Exercise description: Every line of the data that includes "BoundedChunkReader" should be copied out.

-- Data for processing follows --

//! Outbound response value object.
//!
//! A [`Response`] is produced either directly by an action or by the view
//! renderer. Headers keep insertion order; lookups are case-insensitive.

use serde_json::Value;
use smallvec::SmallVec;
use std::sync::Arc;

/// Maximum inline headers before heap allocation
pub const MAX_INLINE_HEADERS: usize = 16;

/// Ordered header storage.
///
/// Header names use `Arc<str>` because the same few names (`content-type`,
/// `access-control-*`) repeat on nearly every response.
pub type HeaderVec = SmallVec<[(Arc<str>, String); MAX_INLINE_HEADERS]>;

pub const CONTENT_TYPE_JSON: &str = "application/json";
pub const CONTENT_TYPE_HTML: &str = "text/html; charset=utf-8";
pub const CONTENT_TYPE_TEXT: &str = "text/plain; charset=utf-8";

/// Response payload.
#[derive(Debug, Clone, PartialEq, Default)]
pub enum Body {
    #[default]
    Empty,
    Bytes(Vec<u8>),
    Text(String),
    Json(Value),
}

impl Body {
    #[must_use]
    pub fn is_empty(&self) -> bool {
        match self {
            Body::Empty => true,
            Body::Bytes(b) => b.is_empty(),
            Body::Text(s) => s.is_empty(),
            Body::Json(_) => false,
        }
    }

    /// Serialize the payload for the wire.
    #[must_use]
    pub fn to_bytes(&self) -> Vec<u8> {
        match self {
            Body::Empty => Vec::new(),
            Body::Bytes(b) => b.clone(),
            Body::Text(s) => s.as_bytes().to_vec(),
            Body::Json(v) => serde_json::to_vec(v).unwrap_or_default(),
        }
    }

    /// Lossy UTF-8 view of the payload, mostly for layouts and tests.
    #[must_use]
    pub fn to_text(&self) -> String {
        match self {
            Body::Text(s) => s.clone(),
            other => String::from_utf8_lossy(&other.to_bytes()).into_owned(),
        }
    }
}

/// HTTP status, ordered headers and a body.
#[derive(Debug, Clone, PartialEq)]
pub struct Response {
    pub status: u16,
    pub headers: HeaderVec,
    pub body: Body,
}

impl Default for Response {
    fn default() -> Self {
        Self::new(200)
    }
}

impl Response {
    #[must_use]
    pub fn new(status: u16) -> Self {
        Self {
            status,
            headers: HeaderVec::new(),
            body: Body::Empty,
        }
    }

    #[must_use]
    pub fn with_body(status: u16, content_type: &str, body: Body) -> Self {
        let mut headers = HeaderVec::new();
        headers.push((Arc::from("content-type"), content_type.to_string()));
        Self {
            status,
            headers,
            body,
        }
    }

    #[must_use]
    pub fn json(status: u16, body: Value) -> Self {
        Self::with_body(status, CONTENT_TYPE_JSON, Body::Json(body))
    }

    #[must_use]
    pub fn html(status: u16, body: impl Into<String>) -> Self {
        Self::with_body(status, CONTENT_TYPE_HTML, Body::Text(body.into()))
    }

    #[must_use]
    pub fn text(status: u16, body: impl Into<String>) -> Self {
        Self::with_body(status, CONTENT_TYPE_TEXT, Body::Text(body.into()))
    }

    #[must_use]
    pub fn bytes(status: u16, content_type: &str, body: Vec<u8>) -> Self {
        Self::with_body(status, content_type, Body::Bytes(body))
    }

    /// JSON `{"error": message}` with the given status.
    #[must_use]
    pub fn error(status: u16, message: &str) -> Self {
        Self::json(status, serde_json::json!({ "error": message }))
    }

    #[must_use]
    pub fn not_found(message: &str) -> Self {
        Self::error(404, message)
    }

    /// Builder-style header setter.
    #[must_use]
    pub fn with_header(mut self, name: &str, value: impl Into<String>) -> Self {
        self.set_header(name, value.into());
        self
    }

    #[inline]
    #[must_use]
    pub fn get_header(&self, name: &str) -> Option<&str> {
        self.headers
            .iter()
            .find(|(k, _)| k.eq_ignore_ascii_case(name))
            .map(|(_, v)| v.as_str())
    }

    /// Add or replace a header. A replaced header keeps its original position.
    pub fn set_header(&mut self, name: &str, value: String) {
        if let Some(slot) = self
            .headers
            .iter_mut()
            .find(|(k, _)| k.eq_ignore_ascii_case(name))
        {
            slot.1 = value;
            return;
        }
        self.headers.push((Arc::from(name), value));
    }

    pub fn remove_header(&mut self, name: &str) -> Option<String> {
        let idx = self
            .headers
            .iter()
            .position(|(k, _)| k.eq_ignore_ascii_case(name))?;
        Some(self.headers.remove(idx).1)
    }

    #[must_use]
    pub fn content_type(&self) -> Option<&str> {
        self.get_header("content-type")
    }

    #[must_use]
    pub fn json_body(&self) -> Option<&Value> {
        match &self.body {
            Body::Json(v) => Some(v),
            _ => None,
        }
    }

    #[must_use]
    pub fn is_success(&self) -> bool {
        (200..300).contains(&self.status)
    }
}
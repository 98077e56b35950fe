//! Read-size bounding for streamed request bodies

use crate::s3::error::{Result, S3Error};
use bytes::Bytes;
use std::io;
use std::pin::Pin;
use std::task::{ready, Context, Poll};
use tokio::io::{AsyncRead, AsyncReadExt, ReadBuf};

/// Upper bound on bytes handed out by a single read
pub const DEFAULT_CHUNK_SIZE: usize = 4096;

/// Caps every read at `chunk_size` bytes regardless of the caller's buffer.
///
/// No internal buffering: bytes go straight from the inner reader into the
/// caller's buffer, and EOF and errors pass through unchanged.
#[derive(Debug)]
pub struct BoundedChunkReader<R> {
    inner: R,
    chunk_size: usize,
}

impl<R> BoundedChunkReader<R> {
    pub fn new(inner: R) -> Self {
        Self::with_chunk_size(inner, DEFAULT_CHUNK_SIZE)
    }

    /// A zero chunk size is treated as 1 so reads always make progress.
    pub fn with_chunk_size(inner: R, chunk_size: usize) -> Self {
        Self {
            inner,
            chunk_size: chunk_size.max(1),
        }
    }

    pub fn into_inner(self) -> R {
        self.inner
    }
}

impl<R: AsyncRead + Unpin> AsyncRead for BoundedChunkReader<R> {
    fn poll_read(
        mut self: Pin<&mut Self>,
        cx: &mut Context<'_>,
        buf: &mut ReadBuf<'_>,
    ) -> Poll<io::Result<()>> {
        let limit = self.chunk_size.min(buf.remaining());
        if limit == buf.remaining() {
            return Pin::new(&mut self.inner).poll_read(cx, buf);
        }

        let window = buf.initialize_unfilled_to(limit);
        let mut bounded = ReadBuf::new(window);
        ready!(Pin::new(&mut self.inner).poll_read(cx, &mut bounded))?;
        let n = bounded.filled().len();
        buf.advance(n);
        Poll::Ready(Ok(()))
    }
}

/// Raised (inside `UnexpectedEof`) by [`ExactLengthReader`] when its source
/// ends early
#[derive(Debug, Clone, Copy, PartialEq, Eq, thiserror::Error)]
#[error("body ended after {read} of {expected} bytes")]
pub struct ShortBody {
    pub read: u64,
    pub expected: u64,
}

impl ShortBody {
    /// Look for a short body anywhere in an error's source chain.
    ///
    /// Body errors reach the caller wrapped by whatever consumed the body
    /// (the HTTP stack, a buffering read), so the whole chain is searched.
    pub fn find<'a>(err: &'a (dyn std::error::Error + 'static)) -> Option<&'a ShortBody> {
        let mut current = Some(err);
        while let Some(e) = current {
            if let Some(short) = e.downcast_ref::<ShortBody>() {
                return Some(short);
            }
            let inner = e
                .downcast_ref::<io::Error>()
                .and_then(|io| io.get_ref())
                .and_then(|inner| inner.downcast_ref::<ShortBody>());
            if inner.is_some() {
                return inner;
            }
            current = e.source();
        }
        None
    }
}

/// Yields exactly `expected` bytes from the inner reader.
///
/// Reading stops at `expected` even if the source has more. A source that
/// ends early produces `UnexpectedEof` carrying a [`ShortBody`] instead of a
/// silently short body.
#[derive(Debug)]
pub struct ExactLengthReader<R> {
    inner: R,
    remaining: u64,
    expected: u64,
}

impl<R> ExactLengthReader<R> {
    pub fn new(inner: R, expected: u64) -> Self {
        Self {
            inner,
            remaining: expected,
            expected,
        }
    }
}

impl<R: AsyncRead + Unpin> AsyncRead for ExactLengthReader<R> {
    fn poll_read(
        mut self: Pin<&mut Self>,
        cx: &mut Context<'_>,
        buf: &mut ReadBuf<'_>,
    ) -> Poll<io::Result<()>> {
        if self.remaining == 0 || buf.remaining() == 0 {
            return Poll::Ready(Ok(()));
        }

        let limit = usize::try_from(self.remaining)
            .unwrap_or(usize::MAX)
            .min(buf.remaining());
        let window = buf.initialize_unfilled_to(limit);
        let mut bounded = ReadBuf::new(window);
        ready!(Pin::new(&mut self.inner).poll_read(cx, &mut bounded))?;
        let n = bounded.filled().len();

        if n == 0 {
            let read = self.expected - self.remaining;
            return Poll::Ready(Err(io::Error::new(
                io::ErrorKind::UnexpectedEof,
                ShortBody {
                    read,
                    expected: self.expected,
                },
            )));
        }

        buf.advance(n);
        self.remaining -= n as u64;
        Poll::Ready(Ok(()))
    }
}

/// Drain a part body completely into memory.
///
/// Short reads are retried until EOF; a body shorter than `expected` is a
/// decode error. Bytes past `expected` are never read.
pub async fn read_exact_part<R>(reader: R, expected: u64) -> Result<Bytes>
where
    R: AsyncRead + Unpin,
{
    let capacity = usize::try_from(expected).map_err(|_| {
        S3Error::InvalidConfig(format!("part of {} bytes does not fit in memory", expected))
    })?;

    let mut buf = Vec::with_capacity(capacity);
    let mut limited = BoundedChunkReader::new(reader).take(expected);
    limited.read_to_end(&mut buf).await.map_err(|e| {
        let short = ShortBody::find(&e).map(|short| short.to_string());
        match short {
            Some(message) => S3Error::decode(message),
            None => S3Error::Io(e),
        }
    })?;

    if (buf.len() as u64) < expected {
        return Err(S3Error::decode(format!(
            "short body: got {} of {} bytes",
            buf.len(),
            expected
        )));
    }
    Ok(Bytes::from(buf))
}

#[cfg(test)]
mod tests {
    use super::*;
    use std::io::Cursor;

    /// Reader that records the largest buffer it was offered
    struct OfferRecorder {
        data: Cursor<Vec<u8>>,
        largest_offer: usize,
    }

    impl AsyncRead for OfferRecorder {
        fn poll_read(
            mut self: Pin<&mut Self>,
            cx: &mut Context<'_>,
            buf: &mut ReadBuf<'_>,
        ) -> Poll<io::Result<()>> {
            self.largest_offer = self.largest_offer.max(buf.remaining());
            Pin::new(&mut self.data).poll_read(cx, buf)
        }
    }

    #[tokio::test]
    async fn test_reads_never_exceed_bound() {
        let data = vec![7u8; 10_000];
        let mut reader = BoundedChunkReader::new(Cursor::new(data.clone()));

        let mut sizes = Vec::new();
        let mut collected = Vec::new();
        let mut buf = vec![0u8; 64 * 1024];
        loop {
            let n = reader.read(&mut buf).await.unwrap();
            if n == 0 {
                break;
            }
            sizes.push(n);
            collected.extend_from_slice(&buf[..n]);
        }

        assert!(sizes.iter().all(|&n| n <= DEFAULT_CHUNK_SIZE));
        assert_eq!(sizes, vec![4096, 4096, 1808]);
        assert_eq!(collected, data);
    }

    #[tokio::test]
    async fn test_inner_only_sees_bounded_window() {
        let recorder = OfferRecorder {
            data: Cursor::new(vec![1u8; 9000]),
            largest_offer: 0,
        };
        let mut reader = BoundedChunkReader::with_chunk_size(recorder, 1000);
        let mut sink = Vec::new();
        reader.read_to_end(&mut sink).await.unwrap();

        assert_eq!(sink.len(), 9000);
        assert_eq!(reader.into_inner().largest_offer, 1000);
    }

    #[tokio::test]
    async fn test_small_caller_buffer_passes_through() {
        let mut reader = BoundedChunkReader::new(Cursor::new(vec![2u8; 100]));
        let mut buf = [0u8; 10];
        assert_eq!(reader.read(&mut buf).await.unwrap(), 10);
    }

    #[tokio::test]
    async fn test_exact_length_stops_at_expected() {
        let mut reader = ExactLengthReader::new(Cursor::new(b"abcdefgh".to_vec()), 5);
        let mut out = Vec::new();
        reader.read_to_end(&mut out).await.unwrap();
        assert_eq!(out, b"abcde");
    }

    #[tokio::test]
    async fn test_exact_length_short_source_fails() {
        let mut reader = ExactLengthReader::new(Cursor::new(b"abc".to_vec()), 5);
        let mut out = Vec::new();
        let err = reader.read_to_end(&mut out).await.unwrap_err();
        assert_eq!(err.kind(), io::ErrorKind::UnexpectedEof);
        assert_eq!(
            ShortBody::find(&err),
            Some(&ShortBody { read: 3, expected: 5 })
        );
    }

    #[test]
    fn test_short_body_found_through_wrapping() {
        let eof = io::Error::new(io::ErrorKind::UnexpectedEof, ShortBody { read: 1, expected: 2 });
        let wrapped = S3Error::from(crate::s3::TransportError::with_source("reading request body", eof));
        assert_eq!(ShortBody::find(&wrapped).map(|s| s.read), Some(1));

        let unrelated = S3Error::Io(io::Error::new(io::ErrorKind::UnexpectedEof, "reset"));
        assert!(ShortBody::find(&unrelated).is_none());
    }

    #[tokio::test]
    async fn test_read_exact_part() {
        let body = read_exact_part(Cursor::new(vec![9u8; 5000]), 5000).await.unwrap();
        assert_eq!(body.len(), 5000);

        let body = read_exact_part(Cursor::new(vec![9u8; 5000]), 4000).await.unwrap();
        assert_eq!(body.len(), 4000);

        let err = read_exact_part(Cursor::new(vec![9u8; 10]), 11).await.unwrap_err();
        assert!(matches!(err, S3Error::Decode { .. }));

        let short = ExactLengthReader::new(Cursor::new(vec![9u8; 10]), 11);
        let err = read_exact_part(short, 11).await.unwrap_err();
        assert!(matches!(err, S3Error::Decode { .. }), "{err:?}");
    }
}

-- Data for processing concluded --

Solution:
pub struct BoundedChunkReader<R> {
impl<R> BoundedChunkReader<R> {
impl<R: AsyncRead + Unpin> AsyncRead for BoundedChunkReader<R> {
    let mut limited = BoundedChunkReader::new(reader).take(expected);
        let mut reader = BoundedChunkReader::new(Cursor::new(data.clone()));
        let mut reader = BoundedChunkReader::with_chunk_size(recorder, 1000);
        let mut reader = BoundedChunkReader::new(Cursor::new(vec![2u8; 100]));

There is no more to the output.